The present study investigates the adsorption-induced resonance frequency shift of a biomolecule-resonator system, considering the shear distortion effect, distributed adatoms, and small-scale effects using nonlocal elasticity theory. The adsorption-induced energy is modeled using a distributional approach for both the bio-receptor and spike protein. The dynamic behavior model for a microbeam resonator is derived, incorporating surface stress. The functional microbeam approach and the localized biomolecule approach are employed, along with van der Waals (vdW) interactions using the Lennard-Jones (6–12) potential to calculate the influence of all applied conditions. Explicit inertia moment and shear force are determined based on the nonlocal Timoshenko beam equations, with residual stress applied as an additive axial load.
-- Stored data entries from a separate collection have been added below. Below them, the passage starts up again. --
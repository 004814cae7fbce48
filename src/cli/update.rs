use anyhow::{Context, Result};
use std::path::PathBuf;

use cycif_db::markers::{MarkerRegistry, NewMarker};

/// Merge a registry-format TSV of additions and write a snapshot
pub fn run(registry: &mut MarkerRegistry, additions: PathBuf, output: Option<PathBuf>) -> Result<()> {
    let additions_registry = MarkerRegistry::load(&additions)
        .with_context(|| format!("Failed to read additions: {}", additions.display()))?;

    let new_markers: Vec<NewMarker> = additions_registry
        .markers()
        .iter()
        .map(NewMarker::from)
        .collect();

    let written = registry
        .update(
            &new_markers,
            additions_registry.other_features(),
            output.as_deref(),
            false,
        )
        .context("Failed to update marker registry")?;

    println!(
        "Merged {} markers and {} features into {}",
        new_markers.len(),
        additions_registry.other_features().len(),
        written.display()
    );

    Ok(())
}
Numerical results demonstrate that the computed frequency shift depends on the active surface parameters, adsorbed adatoms, as well as the localized receptor and spike. The evaluation of results indicates that interatomic phenomena make the microsystem softer, emphasizing the importance of considering it in computations. Thus, the derived model is suitable for investigating the dynamic behavior of the biomolecule-resonator, applicable for determining both mass and density of spike and virus in the presence of adatom bonds.